* MATERIAL PROVIDED *
—————

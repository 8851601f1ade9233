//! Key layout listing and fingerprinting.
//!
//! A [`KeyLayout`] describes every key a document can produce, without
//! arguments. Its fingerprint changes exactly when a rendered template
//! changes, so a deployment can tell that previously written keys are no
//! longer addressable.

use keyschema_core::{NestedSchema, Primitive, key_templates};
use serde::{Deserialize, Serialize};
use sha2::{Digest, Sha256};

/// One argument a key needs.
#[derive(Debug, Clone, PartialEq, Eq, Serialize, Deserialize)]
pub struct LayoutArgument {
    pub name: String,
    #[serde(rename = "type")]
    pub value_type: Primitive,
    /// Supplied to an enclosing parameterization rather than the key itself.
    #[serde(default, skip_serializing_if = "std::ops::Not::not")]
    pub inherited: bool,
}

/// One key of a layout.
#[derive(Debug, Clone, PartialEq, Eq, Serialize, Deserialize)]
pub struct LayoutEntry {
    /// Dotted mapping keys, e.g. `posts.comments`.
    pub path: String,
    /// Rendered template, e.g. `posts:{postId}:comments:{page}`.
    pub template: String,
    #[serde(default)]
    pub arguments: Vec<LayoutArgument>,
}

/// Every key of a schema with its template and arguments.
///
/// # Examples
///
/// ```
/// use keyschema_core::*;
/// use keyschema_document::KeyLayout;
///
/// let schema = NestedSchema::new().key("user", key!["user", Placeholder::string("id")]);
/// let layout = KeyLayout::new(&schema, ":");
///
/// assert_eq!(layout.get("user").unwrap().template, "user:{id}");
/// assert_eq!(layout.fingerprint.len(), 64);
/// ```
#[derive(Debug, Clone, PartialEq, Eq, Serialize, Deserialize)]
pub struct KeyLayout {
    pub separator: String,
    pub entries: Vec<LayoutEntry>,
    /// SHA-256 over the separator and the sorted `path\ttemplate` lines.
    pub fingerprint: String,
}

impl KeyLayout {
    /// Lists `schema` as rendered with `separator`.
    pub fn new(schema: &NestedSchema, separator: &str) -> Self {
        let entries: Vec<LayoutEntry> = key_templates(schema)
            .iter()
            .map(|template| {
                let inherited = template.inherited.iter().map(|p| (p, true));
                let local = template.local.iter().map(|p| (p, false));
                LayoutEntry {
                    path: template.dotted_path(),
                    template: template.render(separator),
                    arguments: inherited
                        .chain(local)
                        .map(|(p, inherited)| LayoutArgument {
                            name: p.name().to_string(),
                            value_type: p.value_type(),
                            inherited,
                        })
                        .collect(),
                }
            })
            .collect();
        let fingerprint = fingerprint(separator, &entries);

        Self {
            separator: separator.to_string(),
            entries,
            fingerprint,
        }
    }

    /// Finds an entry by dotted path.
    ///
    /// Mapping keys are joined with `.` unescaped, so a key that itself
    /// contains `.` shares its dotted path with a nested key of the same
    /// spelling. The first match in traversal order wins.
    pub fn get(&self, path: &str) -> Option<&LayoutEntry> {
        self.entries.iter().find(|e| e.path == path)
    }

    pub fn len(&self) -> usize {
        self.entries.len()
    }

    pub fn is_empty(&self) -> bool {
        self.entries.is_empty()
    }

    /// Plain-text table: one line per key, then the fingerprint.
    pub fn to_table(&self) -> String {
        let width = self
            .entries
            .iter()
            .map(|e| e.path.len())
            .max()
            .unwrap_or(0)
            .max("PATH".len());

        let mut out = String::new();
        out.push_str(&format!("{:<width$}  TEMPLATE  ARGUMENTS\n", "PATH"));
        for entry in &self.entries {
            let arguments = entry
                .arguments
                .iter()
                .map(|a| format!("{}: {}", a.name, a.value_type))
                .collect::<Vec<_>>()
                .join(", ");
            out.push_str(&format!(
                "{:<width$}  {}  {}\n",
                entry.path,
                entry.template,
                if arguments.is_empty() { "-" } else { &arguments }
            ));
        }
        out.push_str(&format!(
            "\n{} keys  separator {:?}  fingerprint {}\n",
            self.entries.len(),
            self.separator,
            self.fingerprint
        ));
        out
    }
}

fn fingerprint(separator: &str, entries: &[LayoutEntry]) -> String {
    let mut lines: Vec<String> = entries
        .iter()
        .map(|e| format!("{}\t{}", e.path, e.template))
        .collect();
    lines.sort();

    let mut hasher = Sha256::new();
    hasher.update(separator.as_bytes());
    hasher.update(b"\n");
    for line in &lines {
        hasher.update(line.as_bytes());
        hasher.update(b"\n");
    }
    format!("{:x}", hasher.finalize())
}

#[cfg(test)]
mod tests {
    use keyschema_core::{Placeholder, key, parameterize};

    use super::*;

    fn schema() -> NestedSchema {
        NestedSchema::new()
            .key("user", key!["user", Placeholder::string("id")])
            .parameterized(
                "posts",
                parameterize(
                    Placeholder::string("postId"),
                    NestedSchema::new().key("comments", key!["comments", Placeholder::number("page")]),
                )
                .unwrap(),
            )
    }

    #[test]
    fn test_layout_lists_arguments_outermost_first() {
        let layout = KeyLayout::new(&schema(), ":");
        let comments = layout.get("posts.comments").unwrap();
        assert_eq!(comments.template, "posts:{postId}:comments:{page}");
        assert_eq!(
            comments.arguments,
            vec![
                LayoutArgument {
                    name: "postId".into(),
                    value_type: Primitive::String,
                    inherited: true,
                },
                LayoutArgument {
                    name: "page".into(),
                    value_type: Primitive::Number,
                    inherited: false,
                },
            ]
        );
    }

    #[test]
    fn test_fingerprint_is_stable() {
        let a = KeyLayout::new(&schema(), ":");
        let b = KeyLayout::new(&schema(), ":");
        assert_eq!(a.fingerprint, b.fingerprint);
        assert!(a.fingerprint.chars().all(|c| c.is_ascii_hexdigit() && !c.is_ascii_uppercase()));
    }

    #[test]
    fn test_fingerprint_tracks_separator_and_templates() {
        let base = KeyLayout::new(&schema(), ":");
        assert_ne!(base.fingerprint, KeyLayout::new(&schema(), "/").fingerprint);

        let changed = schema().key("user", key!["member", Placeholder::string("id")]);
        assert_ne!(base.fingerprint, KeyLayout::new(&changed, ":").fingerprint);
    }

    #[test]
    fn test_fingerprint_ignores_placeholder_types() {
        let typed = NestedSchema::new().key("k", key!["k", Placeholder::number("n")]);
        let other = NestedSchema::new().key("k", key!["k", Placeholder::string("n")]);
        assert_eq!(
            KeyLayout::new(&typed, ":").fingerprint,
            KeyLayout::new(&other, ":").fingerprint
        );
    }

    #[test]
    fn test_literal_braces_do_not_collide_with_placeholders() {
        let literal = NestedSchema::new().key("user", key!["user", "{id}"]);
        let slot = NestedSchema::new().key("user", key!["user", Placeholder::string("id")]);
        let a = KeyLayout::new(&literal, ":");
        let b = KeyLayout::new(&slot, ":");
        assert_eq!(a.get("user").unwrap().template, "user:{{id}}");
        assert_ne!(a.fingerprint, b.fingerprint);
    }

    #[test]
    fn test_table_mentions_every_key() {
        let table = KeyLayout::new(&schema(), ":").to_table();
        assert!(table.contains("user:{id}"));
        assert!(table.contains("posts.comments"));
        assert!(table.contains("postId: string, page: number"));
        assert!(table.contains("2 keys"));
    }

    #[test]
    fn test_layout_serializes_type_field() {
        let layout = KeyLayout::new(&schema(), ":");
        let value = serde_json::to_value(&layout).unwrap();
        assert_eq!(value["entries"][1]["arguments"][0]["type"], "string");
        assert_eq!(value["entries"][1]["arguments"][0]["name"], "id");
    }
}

—————

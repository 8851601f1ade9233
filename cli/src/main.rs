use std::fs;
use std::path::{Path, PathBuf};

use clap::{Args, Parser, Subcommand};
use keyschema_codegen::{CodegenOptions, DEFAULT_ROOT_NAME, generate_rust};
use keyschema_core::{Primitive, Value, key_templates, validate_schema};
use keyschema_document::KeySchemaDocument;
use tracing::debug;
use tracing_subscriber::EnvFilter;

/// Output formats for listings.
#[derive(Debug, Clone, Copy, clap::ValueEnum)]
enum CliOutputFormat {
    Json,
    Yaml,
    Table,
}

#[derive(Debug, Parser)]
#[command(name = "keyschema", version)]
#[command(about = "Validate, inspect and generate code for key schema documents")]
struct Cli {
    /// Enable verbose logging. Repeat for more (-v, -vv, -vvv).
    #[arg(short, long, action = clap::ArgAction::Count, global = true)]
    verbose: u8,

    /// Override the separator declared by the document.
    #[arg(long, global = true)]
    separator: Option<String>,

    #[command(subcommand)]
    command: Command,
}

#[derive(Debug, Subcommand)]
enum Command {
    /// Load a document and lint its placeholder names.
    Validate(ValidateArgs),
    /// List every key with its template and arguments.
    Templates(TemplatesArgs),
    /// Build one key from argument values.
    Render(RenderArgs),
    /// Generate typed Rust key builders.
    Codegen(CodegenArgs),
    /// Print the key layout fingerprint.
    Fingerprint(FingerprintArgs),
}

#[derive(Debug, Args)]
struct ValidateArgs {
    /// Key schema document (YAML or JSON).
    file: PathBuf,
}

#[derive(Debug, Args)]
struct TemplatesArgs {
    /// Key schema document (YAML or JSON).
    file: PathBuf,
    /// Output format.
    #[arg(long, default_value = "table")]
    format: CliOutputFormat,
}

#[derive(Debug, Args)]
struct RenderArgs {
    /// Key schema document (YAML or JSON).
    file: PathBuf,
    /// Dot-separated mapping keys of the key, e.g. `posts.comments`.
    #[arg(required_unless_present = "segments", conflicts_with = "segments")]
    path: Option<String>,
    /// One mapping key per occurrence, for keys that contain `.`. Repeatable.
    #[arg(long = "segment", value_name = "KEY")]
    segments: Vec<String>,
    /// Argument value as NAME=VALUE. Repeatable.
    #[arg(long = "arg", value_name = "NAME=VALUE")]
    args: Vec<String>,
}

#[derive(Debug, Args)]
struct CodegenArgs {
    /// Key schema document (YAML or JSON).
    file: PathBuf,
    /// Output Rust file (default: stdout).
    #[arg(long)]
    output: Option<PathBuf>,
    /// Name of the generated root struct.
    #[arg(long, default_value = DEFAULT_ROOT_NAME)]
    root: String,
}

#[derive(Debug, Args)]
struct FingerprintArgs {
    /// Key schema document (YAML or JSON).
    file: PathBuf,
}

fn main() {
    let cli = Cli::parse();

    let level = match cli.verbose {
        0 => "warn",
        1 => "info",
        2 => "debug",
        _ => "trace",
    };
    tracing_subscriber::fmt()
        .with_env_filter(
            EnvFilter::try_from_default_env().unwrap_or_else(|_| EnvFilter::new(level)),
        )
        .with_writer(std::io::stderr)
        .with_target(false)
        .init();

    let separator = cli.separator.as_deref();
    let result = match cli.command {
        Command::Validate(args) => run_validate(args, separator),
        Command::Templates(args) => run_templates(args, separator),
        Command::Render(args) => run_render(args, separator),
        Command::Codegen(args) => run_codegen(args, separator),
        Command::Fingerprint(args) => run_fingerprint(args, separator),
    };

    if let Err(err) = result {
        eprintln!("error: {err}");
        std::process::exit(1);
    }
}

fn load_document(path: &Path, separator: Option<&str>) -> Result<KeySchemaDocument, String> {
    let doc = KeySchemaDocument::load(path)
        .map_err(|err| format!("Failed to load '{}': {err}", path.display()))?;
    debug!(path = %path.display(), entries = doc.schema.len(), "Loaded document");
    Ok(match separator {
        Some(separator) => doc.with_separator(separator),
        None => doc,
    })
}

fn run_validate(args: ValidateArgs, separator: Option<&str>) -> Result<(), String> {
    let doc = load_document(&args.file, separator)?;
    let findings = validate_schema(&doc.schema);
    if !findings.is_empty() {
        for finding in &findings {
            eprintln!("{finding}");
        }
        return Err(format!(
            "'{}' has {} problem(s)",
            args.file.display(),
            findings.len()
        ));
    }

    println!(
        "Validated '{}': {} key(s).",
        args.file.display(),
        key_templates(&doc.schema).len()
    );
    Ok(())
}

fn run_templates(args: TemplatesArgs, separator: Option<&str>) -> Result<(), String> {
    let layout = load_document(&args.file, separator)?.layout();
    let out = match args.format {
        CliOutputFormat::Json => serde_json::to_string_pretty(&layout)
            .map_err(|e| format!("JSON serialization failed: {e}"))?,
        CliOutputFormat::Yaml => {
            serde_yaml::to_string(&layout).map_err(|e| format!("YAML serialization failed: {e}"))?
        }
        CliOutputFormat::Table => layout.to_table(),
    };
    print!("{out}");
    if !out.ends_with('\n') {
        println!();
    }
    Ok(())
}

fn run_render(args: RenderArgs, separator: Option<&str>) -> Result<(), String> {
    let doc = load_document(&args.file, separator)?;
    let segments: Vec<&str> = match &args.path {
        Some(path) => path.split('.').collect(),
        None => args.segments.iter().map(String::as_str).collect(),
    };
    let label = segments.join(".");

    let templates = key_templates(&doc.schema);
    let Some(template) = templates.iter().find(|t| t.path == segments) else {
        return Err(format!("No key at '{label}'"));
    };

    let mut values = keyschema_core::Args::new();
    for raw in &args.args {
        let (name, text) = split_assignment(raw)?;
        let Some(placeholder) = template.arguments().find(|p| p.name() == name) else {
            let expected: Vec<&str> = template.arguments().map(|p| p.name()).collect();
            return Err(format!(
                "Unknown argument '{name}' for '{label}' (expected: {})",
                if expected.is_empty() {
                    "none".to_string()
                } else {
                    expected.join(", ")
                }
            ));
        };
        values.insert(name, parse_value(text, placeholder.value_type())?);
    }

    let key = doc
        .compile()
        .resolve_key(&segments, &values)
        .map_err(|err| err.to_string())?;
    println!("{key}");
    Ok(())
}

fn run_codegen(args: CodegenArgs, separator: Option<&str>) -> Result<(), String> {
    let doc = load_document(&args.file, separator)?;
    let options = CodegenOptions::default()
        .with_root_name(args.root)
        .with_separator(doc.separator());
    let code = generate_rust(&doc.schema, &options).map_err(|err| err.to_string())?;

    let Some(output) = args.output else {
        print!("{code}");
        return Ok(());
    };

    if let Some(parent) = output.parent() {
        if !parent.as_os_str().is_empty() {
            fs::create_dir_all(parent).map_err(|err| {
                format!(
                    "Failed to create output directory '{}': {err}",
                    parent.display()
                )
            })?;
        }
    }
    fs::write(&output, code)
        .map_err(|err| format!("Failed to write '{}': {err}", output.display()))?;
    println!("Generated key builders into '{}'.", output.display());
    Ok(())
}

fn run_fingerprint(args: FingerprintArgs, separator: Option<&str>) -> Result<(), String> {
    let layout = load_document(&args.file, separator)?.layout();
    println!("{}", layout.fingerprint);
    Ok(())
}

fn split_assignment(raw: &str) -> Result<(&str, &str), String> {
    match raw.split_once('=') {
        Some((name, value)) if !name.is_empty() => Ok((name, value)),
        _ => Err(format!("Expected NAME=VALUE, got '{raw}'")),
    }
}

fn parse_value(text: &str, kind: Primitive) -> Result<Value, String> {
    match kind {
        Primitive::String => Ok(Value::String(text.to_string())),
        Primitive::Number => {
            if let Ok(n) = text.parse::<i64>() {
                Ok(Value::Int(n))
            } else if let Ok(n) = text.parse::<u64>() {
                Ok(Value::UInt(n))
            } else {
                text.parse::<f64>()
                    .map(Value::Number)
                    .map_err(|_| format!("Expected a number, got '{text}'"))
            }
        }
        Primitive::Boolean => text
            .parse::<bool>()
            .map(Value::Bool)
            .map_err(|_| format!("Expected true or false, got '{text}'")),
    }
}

—————

* PROMPT *
Check each line of the material for the word "changed", then say how many have it. Give the number only.

* EXPECTED OUTPUT *
2